Terrabusi Hnos.
- Type: Private (1911–94)
- Industry: Food
- Founded: 1911; 115 years ago in Buenos Aires
- Founder: Ambrosio, Felipe and Julio Terrabusi
- Fate: Acquired and merged to Nabisco in 1994, becoming a brand of it
- Headquarters: General Pacheco, Argentina
- Products: Cookies, crackers, alfajors
- Owner: Nabisco (1994–2000); Kraft Foods Inc. (2000–12); Mondelez (2012–pres.);

= Terrabusi =

Argentine food brand

Terrabusi is an Argentine food brand currently owned by US conglomerate Mondelez International. The former manufacturing company had been founded by the Terrabusi brothers in 1911, and soon gained a reputation as a cookies and crackers manufacturer, commercialising its products under several brands. In 1994, Terrabusi was purchased by U.S.-based company Nabisco, which would be acquired by Philip Morris Companies, Inc. (parent of Kraft Foods Inc. since 1988) in 2000. As a result, both food companies joined.

In 2007, Kraft Foods Inc. spun off from Altria (ex Philip Morris), taking Nabisco (and other brands including Terrabusi) with it. Five years later, Kraft Foods split its business into two food companies, Kraft Foods (a new company but keeping the 'Kraft' name, focused on the local market) and Mondelez International (worldwide market). In Argentina, Mondelez set up its headquarters at the former Terrabusi factory in General Pacheco.

== History ==
Italian brothers Ambrosio, Felipe and Julio Terrabusi arrived in Argentina at the end of the 19th century. They founded a company, "Terrabusi Hermanos", in 1911 to produce biscuits. The company set a plant on Sadi Carnot street, employing 25 people. Terrabusi produced 5 tons of biscuits per month. In 1919, the company moved to a 25,000 m2 factory on San José street also in Buenos Aires, By those years, the company launched "Express", a successful line of crackers.

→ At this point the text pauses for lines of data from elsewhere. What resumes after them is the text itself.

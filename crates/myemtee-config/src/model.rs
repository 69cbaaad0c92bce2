// SPDX-FileCopyrightText: 2026 Myemtee Contributors
// SPDX-License-Identifier: MIT OR Apache-2.0

//! Configuration model structs.
//!
//! All structs use `#[serde(deny_unknown_fields)]` to reject unrecognized
//! config keys at startup, providing actionable error messages.
//!
//! Key derivation parameters are deliberately absent: they are fixed in
//! `myemtee-crypto` because changing them would orphan every stored entry.

use serde::{Deserialize, Serialize};

/// Top-level Myemtee configuration.
#[derive(Debug, Clone, Default, Deserialize, Serialize)]
#[serde(deny_unknown_fields)]
pub struct MyemteeConfig {
    /// Client-wide settings.
    #[serde(default)]
    pub app: AppConfig,

    /// Identity provider (user pool) settings.
    #[serde(default)]
    pub identity: IdentityConfig,

    /// Credential store settings.
    #[serde(default)]
    pub storage: StorageConfig,
}

/// Client-wide settings.
#[derive(Debug, Clone, Deserialize, Serialize)]
#[serde(deny_unknown_fields)]
pub struct AppConfig {
    /// Logging level (trace, debug, info, warn, error).
    #[serde(default = "default_log_level")]
    pub log_level: String,
}

impl Default for AppConfig {
    fn default() -> Self {
        Self {
            log_level: default_log_level(),
        }
    }
}

fn default_log_level() -> String {
    "info".to_string()
}

/// Identity provider settings.
#[derive(Debug, Clone, Deserialize, Serialize)]
#[serde(deny_unknown_fields)]
pub struct IdentityConfig {
    /// Region hosting the user pool.
    #[serde(default = "default_region")]
    pub region: String,

    /// User pool identifier (e.g. `us-east-1_AbCdEf123`).
    #[serde(default)]
    pub user_pool_id: String,

    /// App client identifier. Required before any provider call.
    #[serde(default)]
    pub client_id: String,

    /// Endpoint override, used for local stacks and tests.
    #[serde(default)]
    pub endpoint: Option<String>,

    /// Per-request timeout in seconds.
    #[serde(default = "default_timeout_secs")]
    pub timeout_secs: u64,

    /// Name reported when remembering this device.
    #[serde(default = "default_device_name")]
    pub device_name: String,
}

impl Default for IdentityConfig {
    fn default() -> Self {
        Self {
            region: default_region(),
            user_pool_id: String::new(),
            client_id: String::new(),
            endpoint: None,
            timeout_secs: default_timeout_secs(),
            device_name: default_device_name(),
        }
    }
}

impl IdentityConfig {
    /// The URL provider requests are posted to.
    pub fn endpoint_url(&self) -> String {
        match &self.endpoint {
            Some(url) => url.clone(),
            None => format!("https://cognito-idp.{}.amazonaws.com/", self.region),
        }
    }
}

fn default_region() -> String {
    "us-east-1".to_string()
}

fn default_timeout_secs() -> u64 {
    30
}

fn default_device_name() -> String {
    "myemtee-cli".to_string()
}

/// Credential store configuration.
#[derive(Debug, Clone, Deserialize, Serialize)]
#[serde(deny_unknown_fields)]
pub struct StorageConfig {
    /// Path to the SQLite database backing the primary tier.
    #[serde(default = "default_database_path")]
    pub database_path: String,

    /// Path to the JSON file backing the fallback tier. `None` keeps the
    /// fallback tier in memory only.
    #[serde(default = "default_fallback_path")]
    pub fallback_path: Option<String>,

    /// Enable WAL (Write-Ahead Logging) mode for SQLite.
    #[serde(default = "default_wal_mode")]
    pub wal_mode: bool,

    /// How long a cached month of calendar averages stays valid.
    #[serde(default = "default_history_cache_ttl_secs")]
    pub history_cache_ttl_secs: u64,
}

impl Default for StorageConfig {
    fn default() -> Self {
        Self {
            database_path: default_database_path(),
            fallback_path: default_fallback_path(),
            wal_mode: default_wal_mode(),
            history_cache_ttl_secs: default_history_cache_ttl_secs(),
        }
    }
}

fn default_database_path() -> String {
    dirs::data_dir()
        .map(|p| p.join("myemtee").join("credentials.db"))
        .unwrap_or_else(|| std::path::PathBuf::from("credentials.db"))
        .display()
        .to_string()
}

fn default_fallback_path() -> Option<String> {
    Some(
        dirs::data_dir()
            .map(|p| p.join("myemtee").join("credentials-fallback.json"))
            .unwrap_or_else(|| std::path::PathBuf::from("credentials-fallback.json"))
            .display()
            .to_string(),
    )
}

fn default_wal_mode() -> bool {
    true
}

fn default_history_cache_ttl_secs() -> u64 {
    300
}
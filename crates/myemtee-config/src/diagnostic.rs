// SPDX-FileCopyrightText: 2026 Myemtee Contributors
// SPDX-License-Identifier: MIT OR Apache-2.0

//! Figment-to-miette error bridge with fuzzy match suggestions.
//!
//! Converts Figment deserialization errors into rich miette diagnostics
//! with source spans, valid key listings, and "did you mean?" suggestions
//! using Jaro-Winkler string similarity.

#![allow(unused_assignments)] // miette's Diagnostic derive generates code triggering this lint

use miette::{Diagnostic, NamedSource, SourceSpan};
use thiserror::Error;

/// Minimum Jaro-Winkler similarity score to suggest a correction.
const SUGGESTION_THRESHOLD: f64 = 0.75;

/// A configuration error with rich diagnostic information.
///
/// Each variant carries enough context for miette to render an Elm-style
/// error message with source spans, suggestions, and valid key listings.
#[derive(Debug, Error, Diagnostic)]
pub enum ConfigError {
    /// An unknown key was found in the configuration.
    #[error("unknown configuration key `{key}`")]
    #[diagnostic(
        code(myemtee::config::unknown_key),
        help("{}", format_unknown_key_help(suggestion.as_deref(), valid_keys))
    )]
    UnknownKey {
        /// The unrecognized key name.
        key: String,
        /// Suggested correction via fuzzy matching, if any.
        suggestion: Option<String>,
        /// List of valid keys for the section.
        valid_keys: String,
        /// Source span for the offending key.
        #[label("this key is not recognized")]
        span: Option<SourceSpan>,
        /// The source file content for context display.
        #[source_code]
        src: Option<NamedSource<String>>,
    },

    /// A configuration value has the wrong type.
    #[error("invalid type for key `{key}`: {detail}")]
    #[diagnostic(
        code(myemtee::config::invalid_type),
        help("expected {expected}")
    )]
    InvalidType {
        /// The key with the wrong type.
        key: String,
        /// Description of the type mismatch.
        detail: String,
        /// What type was expected.
        expected: String,
        /// Source span for the offending value.
        #[label("wrong type here")]
        span: Option<SourceSpan>,
        /// The source file content.
        #[source_code]
        src: Option<NamedSource<String>>,
    },

    /// A required configuration key is missing.
    #[error("missing required key `{key}`")]
    #[diagnostic(
        code(myemtee::config::missing_key),
        help("add `{key} = <value>` to your myemtee.toml")
    )]
    MissingKey {
        /// The missing key name.
        key: String,
    },

    /// A validation error for a config value.
    #[error("validation error: {message}")]
    #[diagnostic(code(myemtee::config::validation))]
    Validation {
        /// Description of the validation failure.
        message: String,
    },

    /// Catch-all for other configuration errors.
    #[error("configuration error: {0}")]
    #[diagnostic(code(myemtee::config::other))]
    Other(String),
}

/// Format the help message for unknown key errors.
fn format_unknown_key_help(suggestion: Option<&str>, valid_keys: &str) -> String {
    match suggestion {
        Some(s) => format!("did you mean `{s}`? Valid keys: {valid_keys}"),
        None => format!("valid keys: {valid_keys}"),
    }
}

/// Convert a `figment::Error` into one `ConfigError` per underlying failure.
///
/// `toml_sources` holds `(path, content)` pairs used to attach source spans to
/// unknown-key errors. When the error did not come from a file (inline TOML),
/// a single supplied source is used as-is.
pub fn figment_to_config_errors(
    err: figment::Error,
    toml_sources: &[(String, String)],
) -> Vec<ConfigError> {
    use figment::error::Kind;

    err.into_iter()
        .map(|error| match &error.kind {
            Kind::UnknownField(field, expected) => {
                let suggestion = suggest_key(field, expected);
                let (span, src) = locate_key(&error, field, toml_sources).unzip();
                ConfigError::UnknownKey {
                    key: field.clone(),
                    suggestion,
                    valid_keys: expected.join(", "),
                    span,
                    src,
                }
            }
            Kind::MissingField(field) => ConfigError::MissingKey {
                key: field.to_string(),
            },
            Kind::InvalidType(actual, expected) => ConfigError::InvalidType {
                key: dotted_path(&error),
                detail: format!("found {actual}, expected {expected}"),
                expected: expected.to_string(),
                span: None,
                src: None,
            },
            _ => ConfigError::Other(error.to_string()),
        })
        .collect()
}

fn dotted_path(error: &figment::error::Error) -> String {
    error.path.join(".")
}

/// Resolve the TOML source an error came from and the span of `field` in it.
fn locate_key(
    error: &figment::error::Error,
    field: &str,
    toml_sources: &[(String, String)],
) -> Option<(SourceSpan, NamedSource<String>)> {
    let file = error
        .metadata
        .as_ref()
        .and_then(|m| m.source.as_ref())
        .and_then(|source| match source {
            figment::Source::File(path) => Some(path.display().to_string()),
            _ => None,
        });

    let (name, content) = match file {
        Some(path) => toml_sources.iter().find(|(p, _)| *p == path)?,
        None if toml_sources.len() == 1 => &toml_sources[0],
        None => return None,
    };

    let offset = find_key_offset(content, &error.path, field)?;
    Some((
        SourceSpan::new(offset.into(), field.len()),
        NamedSource::new(name, content.clone()),
    ))
}

/// Byte offset of `field` in TOML `content`, searching after the `[section]`
/// header named by the first element of `path` (or from the top when empty).
///
/// Only matches the key at the start of a line followed by whitespace or `=`.
pub fn find_key_offset(content: &str, path: &[String], field: &str) -> Option<usize> {
    let body_start = match path.first() {
        Some(section) => {
            let header = format!("[{section}]");
            content.find(&header)? + header.len()
        }
        None => 0,
    };

    let mut line_start = body_start;
    for line in content[body_start..].split_inclusive('\n') {
        let indent = line.len() - line.trim_start().len();
        if let Some(rest) = line[indent..].strip_prefix(field)
            && rest.starts_with([' ', '\t', '='])
        {
            return Some(line_start + indent);
        }
        line_start += line.len();
    }

    None
}

/// Suggest a similar key name using Jaro-Winkler string similarity.
///
/// Returns the best match above the similarity threshold, or `None` if
/// no valid key is close enough to the unknown key.
pub fn suggest_key(unknown: &str, valid_keys: &[&str]) -> Option<String> {
    valid_keys
        .iter()
        .map(|key| (strsim::jaro_winkler(unknown, key), *key))
        .filter(|(score, _)| *score > SUGGESTION_THRESHOLD)
        .max_by(|a, b| a.0.total_cmp(&b.0))
        .map(|(_, key)| key.to_string())
}

/// Render a list of `ConfigError`s to stderr using miette's graphical handler.
pub fn render_errors(errors: &[ConfigError]) {
    use miette::GraphicalReportHandler;

    let handler = GraphicalReportHandler::new();
    for error in errors {
        let mut buf = String::new();
        let diagnostic: &dyn Diagnostic = error;
        if handler.render_report(&mut buf, diagnostic).is_ok() {
            eprint!("{buf}");
        } else {
            eprintln!("Error: {error}");
        }
    }
}
// SPDX-FileCopyrightText: 2026 Myemtee Contributors
// SPDX-License-Identifier: MIT OR Apache-2.0

//! Month-keyed cache of calendar averages.
//!
//! Stored as a single JSON blob under [`CredentialKey::HistoryCache`] so the
//! session layer can drop it with one removal on sign-in and sign-out.

use std::collections::BTreeMap;
use std::sync::Arc;
use std::time::Duration;

use myemtee_core::{KeyValueStore, MyemteeError};
use serde::{Deserialize, Serialize};
use tracing::{debug, warn};

use crate::keys::CredentialKey;

/// Day (`YYYY-MM-DD`) to rounded average feeling.
pub type MonthAverages = BTreeMap<String, i64>;

#[derive(Debug, Default, Serialize, Deserialize)]
struct CachedHistory {
    months: BTreeMap<String, CachedMonth>,
}

#[derive(Debug, Serialize, Deserialize)]
struct CachedMonth {
    /// Unix seconds.
    saved_at: i64,
    days: MonthAverages,
}

pub struct HistoryCache {
    store: Arc<dyn KeyValueStore>,
    ttl: Duration,
}

impl HistoryCache {
    pub fn new(store: Arc<dyn KeyValueStore>, ttl: Duration) -> Self {
        Self { store, ttl }
    }

    /// Cached averages for `month` (`YYYY-MM`), if present and younger than the TTL.
    pub async fn get_month(&self, month: &str) -> Result<Option<MonthAverages>, MyemteeError> {
        let now = chrono::Utc::now().timestamp();
        let mut cached = self.load().await?;
        let Some(entry) = cached.months.remove(month) else {
            return Ok(None);
        };
        let age = now.saturating_sub(entry.saved_at);
        if age < 0 || age as u64 >= self.ttl.as_secs() {
            debug!(month, age, "history cache entry expired");
            return Ok(None);
        }
        Ok(Some(entry.days))
    }

    /// Store averages for `month`, replacing any previous value.
    pub async fn put_month(&self, month: &str, days: MonthAverages) -> Result<(), MyemteeError> {
        let mut cached = self.load().await?;
        cached.months.insert(
            month.to_string(),
            CachedMonth {
                saved_at: chrono::Utc::now().timestamp(),
                days,
            },
        );
        let json = serde_json::to_string(&cached).map_err(|e| MyemteeError::Storage {
            source: Box::new(e),
        })?;
        self.store
            .set(&CredentialKey::HistoryCache.to_string(), &json)
            .await
    }

    pub async fn clear(&self) -> Result<(), MyemteeError> {
        self.store
            .remove(&CredentialKey::HistoryCache.to_string())
            .await
    }

    async fn load(&self) -> Result<CachedHistory, MyemteeError> {
        let Some(json) = self
            .store
            .get(&CredentialKey::HistoryCache.to_string())
            .await?
        else {
            return Ok(CachedHistory::default());
        };
        Ok(serde_json::from_str(&json).unwrap_or_else(|e| {
            warn!(error = %e, "discarding unreadable history cache");
            CachedHistory::default()
        }))
    }
}
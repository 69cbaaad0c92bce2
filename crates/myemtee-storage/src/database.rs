// SPDX-FileCopyrightText: 2026 Myemtee Contributors
// SPDX-License-Identifier: MIT OR Apache-2.0

//! Primary-tier SQLite handle: open, migrate, query, close.
//!
//! All statements run on tokio-rusqlite's single background thread, so the
//! handle can be cloned freely and shared between tasks.

use myemtee_core::MyemteeError;
use rusqlite::{OptionalExtension, params};
use tracing::debug;

mod embedded {
    use refinery::embed_migrations;
    embed_migrations!("migrations");
}

/// A migrated connection to the credential database.
#[derive(Clone)]
pub struct Database {
    conn: tokio_rusqlite::Connection,
}

impl std::fmt::Debug for Database {
    fn fmt(&self, f: &mut std::fmt::Formatter<'_>) -> std::fmt::Result {
        f.debug_struct("Database").finish_non_exhaustive()
    }
}

impl Database {
    /// Open (creating if needed) the database at `path` and apply pending migrations.
    pub async fn open(path: &str, wal_mode: bool) -> Result<Self, MyemteeError> {
        if let Some(parent) = std::path::Path::new(path).parent()
            && !parent.as_os_str().is_empty()
        {
            std::fs::create_dir_all(parent).map_err(|e| MyemteeError::Storage {
                source: Box::new(e),
            })?;
        }

        let conn = tokio_rusqlite::Connection::open(path)
            .await
            .map_err(|e| MyemteeError::Storage {
                source: Box::new(e),
            })?;

        conn.call(move |conn| -> Result<(), rusqlite::Error> {
            if wal_mode {
                conn.pragma_update_and_check(None, "journal_mode", "WAL", |row| {
                    row.get::<_, String>(0)
                })?;
            }
            conn.busy_timeout(std::time::Duration::from_secs(5))?;
            Ok(())
        })
        .await
        .map_err(map_tr_err)?;

        conn.call(|conn| -> Result<(), String> {
            embedded::migrations::runner()
                .run(conn)
                .map(|_| ())
                .map_err(|e| e.to_string())
        })
        .await
        .map_err(|e| match e {
            tokio_rusqlite::Error::Error(msg) => {
                MyemteeError::storage(format!("credential database migration failed: {msg}"))
            }
            other => MyemteeError::storage(other.to_string()),
        })?;

        debug!(path, wal_mode, "credential database opened");
        Ok(Self { conn })
    }

    pub fn connection(&self) -> &tokio_rusqlite::Connection {
        &self.conn
    }

    pub async fn get(&self, key: &str) -> Result<Option<String>, MyemteeError> {
        let key = key.to_string();
        self.conn
            .call(move |conn| -> Result<Option<String>, rusqlite::Error> {
                conn.query_row(
                    "SELECT value FROM credentials WHERE key = ?1",
                    params![key],
                    |row| row.get(0),
                )
                .optional()
            })
            .await
            .map_err(map_tr_err)
    }

    pub async fn set(&self, key: &str, value: &str) -> Result<(), MyemteeError> {
        let key = key.to_string();
        let value = value.to_string();
        self.conn
            .call(move |conn| -> Result<(), rusqlite::Error> {
                conn.execute(
                    "INSERT INTO credentials (key, value, updated_at)
                     VALUES (?1, ?2, strftime('%Y-%m-%dT%H:%M:%fZ', 'now'))
                     ON CONFLICT(key) DO UPDATE SET
                         value = excluded.value,
                         updated_at = excluded.updated_at",
                    params![key, value],
                )?;
                Ok(())
            })
            .await
            .map_err(map_tr_err)
    }

    pub async fn remove(&self, key: &str) -> Result<(), MyemteeError> {
        let key = key.to_string();
        self.conn
            .call(move |conn| -> Result<(), rusqlite::Error> {
                conn.execute("DELETE FROM credentials WHERE key = ?1", params![key])?;
                Ok(())
            })
            .await
            .map_err(map_tr_err)
    }

    /// Cheap liveness check.
    pub async fn ping(&self) -> Result<(), MyemteeError> {
        self.conn
            .call(|conn| -> Result<(), rusqlite::Error> {
                conn.execute_batch("SELECT 1;")?;
                Ok(())
            })
            .await
            .map_err(map_tr_err)
    }

    /// Checkpoint the WAL and close the connection.
    pub async fn close(self) -> Result<(), MyemteeError> {
        self.conn
            .call(|conn| -> Result<(), rusqlite::Error> {
                conn.query_row("PRAGMA wal_checkpoint(TRUNCATE);", [], |_| Ok(()))?;
                Ok(())
            })
            .await
            .map_err(map_tr_err)?;
        self.conn.close().await.map_err(map_tr_err)
    }
}

pub(crate) fn map_tr_err(e: tokio_rusqlite::Error<rusqlite::Error>) -> MyemteeError {
    MyemteeError::Storage {
        source: Box::new(e),
    }
}

/// True when `err` means the connection's background thread has gone away
/// and a fresh handle is needed.
pub fn is_connection_closed(err: &MyemteeError) -> bool {
    match err {
        MyemteeError::Storage { source } => matches!(
            source.downcast_ref::<tokio_rusqlite::Error<rusqlite::Error>>(),
            Some(tokio_rusqlite::Error::ConnectionClosed)
        ),
        _ => false,
    }
}
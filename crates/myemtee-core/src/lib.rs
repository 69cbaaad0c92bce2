// SPDX-FileCopyrightText: 2026 Myemtee Contributors
// SPDX-License-Identifier: MIT OR Apache-2.0

//! Core library for the Myemtee mood tracker client.
//!
//! Provides the error type, domain types, and the adapter traits that the
//! storage and session crates implement and consume.

pub mod error;
pub mod traits;
pub mod types;

pub use error::MyemteeError;
pub use types::{
    AdapterType, AuthResponse, AuthTokens, CodeDelivery, ConsumedFlags, ConsumedRepresentation,
    DayFeelings, Entry, HealthStatus, MfaChallenge, NewDeviceMetadata, SignUpResult, UserInfo,
    WireEntry,
};

pub use traits::{IdentityProvider, KeyValueStore, PluginAdapter};
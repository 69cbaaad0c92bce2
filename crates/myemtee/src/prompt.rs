// SPDX-FileCopyrightText: 2026 Myemtee Contributors
// SPDX-License-Identifier: MIT OR Apache-2.0

//! Terminal prompts for passwords, codes and yes/no questions.
//!
//! All prompts go to stderr so stdout stays machine-readable.

use std::io::{BufRead, IsTerminal, Write};

use myemtee_core::MyemteeError;
use secrecy::{ExposeSecret, SecretString};

/// Environment variable consulted before prompting for a password.
pub const PASSWORD_ENV_VAR: &str = "MYEMTEE_PASSWORD";

/// Answer to the remember-device question.
#[derive(Debug, Clone, Copy, PartialEq, Eq)]
pub enum RememberChoice {
    Yes,
    No,
    Never,
}

impl RememberChoice {
    /// Parse a typed answer. Anything unrecognised counts as "no".
    pub fn parse(answer: &str) -> Self {
        match answer.trim().to_ascii_lowercase().as_str() {
            "y" | "yes" => Self::Yes,
            "never" => Self::Never,
            _ => Self::No,
        }
    }
}

/// Read a password from `MYEMTEE_PASSWORD` or an interactive TTY prompt.
pub fn password(label: &str) -> Result<SecretString, MyemteeError> {
    if let Ok(value) = std::env::var(PASSWORD_ENV_VAR)
        && !value.is_empty()
    {
        return Ok(SecretString::from(value));
    }

    if !std::io::stdin().is_terminal() {
        return Err(MyemteeError::Validation(format!(
            "no password provided. Set {PASSWORD_ENV_VAR} or run interactively."
        )));
    }
    eprint!("{label}");
    let value = rpassword::read_password()
        .map_err(|e| MyemteeError::Internal(format!("failed to read password: {e}")))?;
    if value.is_empty() {
        return Err(MyemteeError::Validation("empty password not allowed".to_string()));
    }
    Ok(SecretString::from(value))
}

/// Prompt twice for a new password and require both entries to match.
pub fn new_password() -> Result<SecretString, MyemteeError> {
    if let Ok(value) = std::env::var(PASSWORD_ENV_VAR)
        && !value.is_empty()
    {
        return Ok(SecretString::from(value));
    }

    let first = password("New password: ")?;
    let second = password("Confirm password: ")?;
    if first.expose_secret() != second.expose_secret() {
        return Err(MyemteeError::Validation("passwords do not match".to_string()));
    }
    Ok(first)
}

/// Read one trimmed line from stdin after printing `label` to stderr.
pub fn line(label: &str) -> Result<String, MyemteeError> {
    eprint!("{label}");
    std::io::stderr()
        .flush()
        .map_err(|e| MyemteeError::Internal(format!("failed to flush prompt: {e}")))?;

    let mut input = String::new();
    let read = std::io::stdin()
        .lock()
        .read_line(&mut input)
        .map_err(|e| MyemteeError::Internal(format!("failed to read input: {e}")))?;
    if read == 0 {
        return Err(MyemteeError::Validation("input closed".to_string()));
    }
    Ok(input.trim().to_string())
}

/// Ask whether to remember this device. Non-interactive sessions answer "no".
pub fn remember_device() -> Result<RememberChoice, MyemteeError> {
    if !std::io::stdin().is_terminal() {
        return Ok(RememberChoice::No);
    }
    line("Remember this device and skip MFA next time? [y/N/never] ")
        .map(|answer| RememberChoice::parse(&answer))
}

#[cfg(test)]
mod tests {
    use super::*;

    #[test]
    fn remember_answers() {
        assert_eq!(RememberChoice::parse("Y"), RememberChoice::Yes);
        assert_eq!(RememberChoice::parse(" yes "), RememberChoice::Yes);
        assert_eq!(RememberChoice::parse("never"), RememberChoice::Never);
        assert_eq!(RememberChoice::parse(""), RememberChoice::No);
        assert_eq!(RememberChoice::parse("maybe"), RememberChoice::No);
    }
}
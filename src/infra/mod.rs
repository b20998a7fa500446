//! Infrastructure layer - External systems integration
//!
//! This module handles all external system concerns:
//! - Database connection lifecycle and schema migrations
//! - The users repository backing the HTTP surface

pub mod db;
pub mod repositories;

pub use db::{Database, Migrator};
pub use repositories::{UserRepository, UserStore};

#[cfg(any(test, feature = "test-utils"))]
pub use repositories::MockUserRepository;
//! Health check handlers.

use axum::{
    extract::State,
    http::StatusCode,
    response::{IntoResponse, Json, Response},
};
use serde::Serialize;

use crate::api::AppState;

/// Health check response.
#[derive(Debug, Serialize)]
pub struct HealthResponse {
    pub status: String,
    pub services: ServiceStatus,
}

/// Individual service status.
#[derive(Debug, Serialize)]
pub struct ServiceStatus {
    pub database: ServiceHealth,
}

/// Service health with optional error message.
#[derive(Debug, Serialize)]
pub struct ServiceHealth {
    pub status: String,
    #[serde(skip_serializing_if = "Option::is_none")]
    pub error: Option<String>,
}

/// Health check endpoint - verifies the user store answers `SELECT 1`.
pub async fn health_check(State(state): State<AppState>) -> Response {
    let database = match state.database.ping().await {
        Ok(()) => ServiceHealth {
            status: "healthy".to_string(),
            error: None,
        },
        Err(e) => {
            tracing::warn!(error = %e, "Database health check failed");
            ServiceHealth {
                status: "unhealthy".to_string(),
                error: Some(e.to_string()),
            }
        }
    };

    let healthy = database.error.is_none();
    let response = HealthResponse {
        status: if healthy { "healthy" } else { "degraded" }.to_string(),
        services: ServiceStatus { database },
    };

    if healthy {
        (StatusCode::OK, Json(response)).into_response()
    } else {
        (StatusCode::SERVICE_UNAVAILABLE, Json(response)).into_response()
    }
}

The company launched some products that became not only a success but landmarks of Terrabusi, such as "Tita", "Manon", "Rhodesia", and "Melba". The success of some of its products helped the company increase its sales to the point that Terrabusi relegated rival company rival Bagley as the main food manufacturer in Argentina. By 1958, the company popularised the slogan "Dígale sí a Terrabusi" ("Say 'yes' to Terrabusi") that remained for decades.

In 1963, with the leadership of Carlos Terrabusi and Gilberto Montagna Terrabusi, the company moved its business to the "Establecimiento Modelo Terrabusi" (Terrabusi model plant) in the city of General Pacheco. Terrabusi then launched "Don Felipe", a pasta brand named after one of the three founders of the firm.

In 1981, American conglomerate Nabisco started doing business in Argentina after merging with Standard International. Nabisco acquired Terrabusi in 1994 for US$361 million. After the purchase, Carlos Terrabusi and Montagna retired to go on agricultural sector and horse breeding. In 1996, other three food companies, Mayco, Capri, and Vizzolini, were added to Nabisco Royal Argentina Inc.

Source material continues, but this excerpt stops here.